Work to complete: Pull out every line below holding the word "insert".

[Collected data entries]
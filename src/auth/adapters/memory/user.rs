//! In-memory account repository for tests and database-less deployments.

use async_trait::async_trait;
use std::collections::HashMap;
use std::sync::{Arc, RwLock};

use crate::auth::{
    domain::{Email, UserAccount, UserId},
    ports::{UserRepository, UserRepositoryError, UserRepositoryResult},
};

/// Thread-safe in-memory account repository.
#[derive(Debug, Clone, Default)]
pub struct InMemoryUserRepository {
    state: Arc<RwLock<InMemoryUserState>>,
}

#[derive(Debug, Default)]
struct InMemoryUserState {
    accounts: HashMap<UserId, UserAccount>,
    email_index: HashMap<Email, UserId>,
}

impl InMemoryUserRepository {
    /// Creates an empty in-memory repository.
    #[must_use]
    pub fn new() -> Self {
        Self::default()
    }
}

fn lock_poisoned(err: impl std::fmt::Display) -> UserRepositoryError {
    UserRepositoryError::persistence(std::io::Error::other(err.to_string()))
}

#[async_trait]
impl UserRepository for InMemoryUserRepository {
    async fn store(&self, account: &UserAccount) -> UserRepositoryResult<()> {
        let mut state = self.state.write().map_err(lock_poisoned)?;
        if state.accounts.contains_key(account.id()) {
            return Err(UserRepositoryError::DuplicateUser(account.id().clone()));
        }
        if state.email_index.contains_key(account.email()) {
            return Err(UserRepositoryError::DuplicateEmail(account.email().clone()));
        }

        state
            .email_index
            .insert(account.email().clone(), account.id().clone());
        state
            .accounts
            .insert(account.id().clone(), account.clone());
        Ok(())
    }

    async fn find_by_email(&self, email: &Email) -> UserRepositoryResult<Option<UserAccount>> {
        let state = self.state.read().map_err(lock_poisoned)?;
        let account = state
            .email_index
            .get(email)
            .and_then(|id| state.accounts.get(id))
            .cloned();
        Ok(account)
    }

    async fn find_by_id(&self, id: &UserId) -> UserRepositoryResult<Option<UserAccount>> {
        let state = self.state.read().map_err(lock_poisoned)?;
        Ok(state.accounts.get(id).cloned())
    }
}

Worked solution:
            .insert(account.email().clone(), account.id().clone());
            .insert(account.id().clone(), account.clone());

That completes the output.